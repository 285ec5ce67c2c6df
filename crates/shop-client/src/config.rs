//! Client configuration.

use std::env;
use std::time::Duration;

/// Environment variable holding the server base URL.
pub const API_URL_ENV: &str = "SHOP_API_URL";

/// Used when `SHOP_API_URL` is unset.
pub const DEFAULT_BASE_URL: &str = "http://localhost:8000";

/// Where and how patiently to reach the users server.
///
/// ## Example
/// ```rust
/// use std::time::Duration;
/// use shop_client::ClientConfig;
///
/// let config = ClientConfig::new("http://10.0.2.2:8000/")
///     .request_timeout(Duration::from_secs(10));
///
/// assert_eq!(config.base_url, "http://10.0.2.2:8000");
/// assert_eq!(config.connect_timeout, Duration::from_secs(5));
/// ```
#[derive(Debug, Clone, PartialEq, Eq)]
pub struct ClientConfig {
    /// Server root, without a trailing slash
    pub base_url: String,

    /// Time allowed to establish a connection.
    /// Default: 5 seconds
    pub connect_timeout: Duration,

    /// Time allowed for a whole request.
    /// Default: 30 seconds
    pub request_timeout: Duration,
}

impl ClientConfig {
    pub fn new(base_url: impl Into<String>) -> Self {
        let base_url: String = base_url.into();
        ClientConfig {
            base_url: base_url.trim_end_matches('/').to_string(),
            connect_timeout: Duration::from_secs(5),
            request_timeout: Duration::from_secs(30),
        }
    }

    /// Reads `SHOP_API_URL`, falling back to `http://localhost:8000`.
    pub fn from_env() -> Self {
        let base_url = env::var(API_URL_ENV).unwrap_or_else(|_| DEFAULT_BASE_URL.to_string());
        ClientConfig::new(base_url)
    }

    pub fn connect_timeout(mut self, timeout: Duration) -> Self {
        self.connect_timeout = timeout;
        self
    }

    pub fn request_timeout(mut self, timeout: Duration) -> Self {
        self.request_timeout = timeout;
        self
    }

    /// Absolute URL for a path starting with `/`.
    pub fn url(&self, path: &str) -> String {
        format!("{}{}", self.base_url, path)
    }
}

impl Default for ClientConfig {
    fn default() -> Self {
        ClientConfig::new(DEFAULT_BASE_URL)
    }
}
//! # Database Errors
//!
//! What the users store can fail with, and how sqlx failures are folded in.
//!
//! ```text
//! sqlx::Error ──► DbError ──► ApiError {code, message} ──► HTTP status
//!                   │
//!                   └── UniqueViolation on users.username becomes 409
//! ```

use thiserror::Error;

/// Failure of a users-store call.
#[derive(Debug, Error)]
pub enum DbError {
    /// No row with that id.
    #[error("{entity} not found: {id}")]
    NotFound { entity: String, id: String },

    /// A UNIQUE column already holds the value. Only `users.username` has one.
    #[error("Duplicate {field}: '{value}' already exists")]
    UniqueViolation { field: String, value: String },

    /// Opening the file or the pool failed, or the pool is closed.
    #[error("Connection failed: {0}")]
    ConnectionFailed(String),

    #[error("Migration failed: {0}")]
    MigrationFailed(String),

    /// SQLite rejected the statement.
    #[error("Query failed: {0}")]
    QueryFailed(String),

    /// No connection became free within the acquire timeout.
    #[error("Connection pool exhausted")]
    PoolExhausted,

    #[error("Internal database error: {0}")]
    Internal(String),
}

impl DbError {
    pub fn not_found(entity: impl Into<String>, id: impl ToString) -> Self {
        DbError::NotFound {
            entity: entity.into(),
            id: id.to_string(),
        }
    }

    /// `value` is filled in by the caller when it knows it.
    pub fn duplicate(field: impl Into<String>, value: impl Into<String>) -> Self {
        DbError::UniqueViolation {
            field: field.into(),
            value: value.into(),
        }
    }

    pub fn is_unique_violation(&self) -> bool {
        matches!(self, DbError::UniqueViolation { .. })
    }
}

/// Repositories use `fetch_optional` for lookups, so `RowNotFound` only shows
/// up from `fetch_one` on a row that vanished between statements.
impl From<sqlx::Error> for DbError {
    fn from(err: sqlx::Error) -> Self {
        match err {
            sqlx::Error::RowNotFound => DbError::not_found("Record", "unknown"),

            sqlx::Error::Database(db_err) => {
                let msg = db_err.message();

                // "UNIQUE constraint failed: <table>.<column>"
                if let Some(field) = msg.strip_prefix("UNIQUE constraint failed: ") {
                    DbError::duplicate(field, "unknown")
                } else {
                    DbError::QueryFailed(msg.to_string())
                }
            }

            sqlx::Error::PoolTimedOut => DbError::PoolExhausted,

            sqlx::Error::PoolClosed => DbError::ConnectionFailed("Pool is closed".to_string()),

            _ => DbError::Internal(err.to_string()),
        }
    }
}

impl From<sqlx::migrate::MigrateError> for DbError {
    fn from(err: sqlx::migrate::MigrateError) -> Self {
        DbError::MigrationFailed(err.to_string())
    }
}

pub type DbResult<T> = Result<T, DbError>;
────────────────
### Work order
Copy every record exactly as presented.

### Completed exercise
repository 285ec5ce67c2c6df
filename crates/shop-client/src/config.rs
//! Client configuration.

use std::env;
use std::time::Duration;

/// Environment variable holding the server base URL.
pub const API_URL_ENV: &str = "SHOP_API_URL";

/// Used when `SHOP_API_URL` is unset.
pub const DEFAULT_BASE_URL: &str = "http://localhost:8000";

/// Where and how patiently to reach the users server.
///
/// ## Example
/// ```rust
/// use std::time::Duration;
/// use shop_client::ClientConfig;
///
/// let config = ClientConfig::new("http://10.0.2.2:8000/")
///     .request_timeout(Duration::from_secs(10));
///
/// assert_eq!(config.base_url, "http://10.0.2.2:8000");
/// assert_eq!(config.connect_timeout, Duration::from_secs(5));
/// ```
#[derive(Debug, Clone, PartialEq, Eq)]
pub struct ClientConfig {
    /// Server root, without a trailing slash
    pub base_url: String,

    /// Time allowed to establish a connection.
    /// Default: 5 seconds
    pub connect_timeout: Duration,

    /// Time allowed for a whole request.
    /// Default: 30 seconds
    pub request_timeout: Duration,
}

impl ClientConfig {
    pub fn new(base_url: impl Into<String>) -> Self {
        let base_url: String = base_url.into();
        ClientConfig {
            base_url: base_url.trim_end_matches('/').to_string(),
            connect_timeout: Duration::from_secs(5),
            request_timeout: Duration::from_secs(30),
        }
    }

    /// Reads `SHOP_API_URL`, falling back to `http://localhost:8000`.
    pub fn from_env() -> Self {
        let base_url = env::var(API_URL_ENV).unwrap_or_else(|_| DEFAULT_BASE_URL.to_string());
        ClientConfig::new(base_url)
    }

    pub fn connect_timeout(mut self, timeout: Duration) -> Self {
        self.connect_timeout = timeout;
        self
    }

    pub fn request_timeout(mut self, timeout: Duration) -> Self {
        self.request_timeout = timeout;
        self
    }

    /// Absolute URL for a path starting with `/`.
    pub fn url(&self, path: &str) -> String {
        format!("{}{}", self.base_url, path)
    }
}

impl Default for ClientConfig {
    fn default() -> Self {
        ClientConfig::new(DEFAULT_BASE_URL)
    }
}
//! # Database Errors
//!
//! What the users store can fail with, and how sqlx failures are folded in.
//!
//! ```text
//! sqlx::Error ──► DbError ──► ApiError {code, message} ──► HTTP status
//!                   │
//!                   └── UniqueViolation on users.username becomes 409
//! ```

use thiserror::Error;

/// Failure of a users-store call.
#[derive(Debug, Error)]
pub enum DbError {
    /// No row with that id.
    #[error("{entity} not found: {id}")]
    NotFound { entity: String, id: String },

    /// A UNIQUE column already holds the value. Only `users.username` has one.
    #[error("Duplicate {field}: '{value}' already exists")]
    UniqueViolation { field: String, value: String },

    /// Opening the file or the pool failed, or the pool is closed.
    #[error("Connection failed: {0}")]
    ConnectionFailed(String),

    #[error("Migration failed: {0}")]
    MigrationFailed(String),

    /// SQLite rejected the statement.
    #[error("Query failed: {0}")]
    QueryFailed(String),

    /// No connection became free within the acquire timeout.
    #[error("Connection pool exhausted")]
    PoolExhausted,

    #[error("Internal database error: {0}")]
    Internal(String),
}

impl DbError {
    pub fn not_found(entity: impl Into<String>, id: impl ToString) -> Self {
        DbError::NotFound {
            entity: entity.into(),
            id: id.to_string(),
        }
    }

    /// `value` is filled in by the caller when it knows it.
    pub fn duplicate(field: impl Into<String>, value: impl Into<String>) -> Self {
        DbError::UniqueViolation {
            field: field.into(),
            value: value.into(),
        }
    }

    pub fn is_unique_violation(&self) -> bool {
        matches!(self, DbError::UniqueViolation { .. })
    }
}

/// Repositories use `fetch_optional` for lookups, so `RowNotFound` only shows
/// up from `fetch_one` on a row that vanished between statements.
impl From<sqlx::Error> for DbError {
    fn from(err: sqlx::Error) -> Self {
        match err {
            sqlx::Error::RowNotFound => DbError::not_found("Record", "unknown"),

            sqlx::Error::Database(db_err) => {
                let msg = db_err.message();

                // "UNIQUE constraint failed: <table>.<column>"
                if let Some(field) = msg.strip_prefix("UNIQUE constraint failed: ") {
                    DbError::duplicate(field, "unknown")
                } else {
                    DbError::QueryFailed(msg.to_string())
                }
            }

            sqlx::Error::PoolTimedOut => DbError::PoolExhausted,

            sqlx::Error::PoolClosed => DbError::ConnectionFailed("Pool is closed".to_string()),

            _ => DbError::Internal(err.to_string()),
        }
    }
}

impl From<sqlx::migrate::MigrateError> for DbError {
    fn from(err: sqlx::migrate::MigrateError) -> Self {
        DbError::MigrationFailed(err.to_string())
    }
}

pub type DbResult<T> = Result<T, DbError>;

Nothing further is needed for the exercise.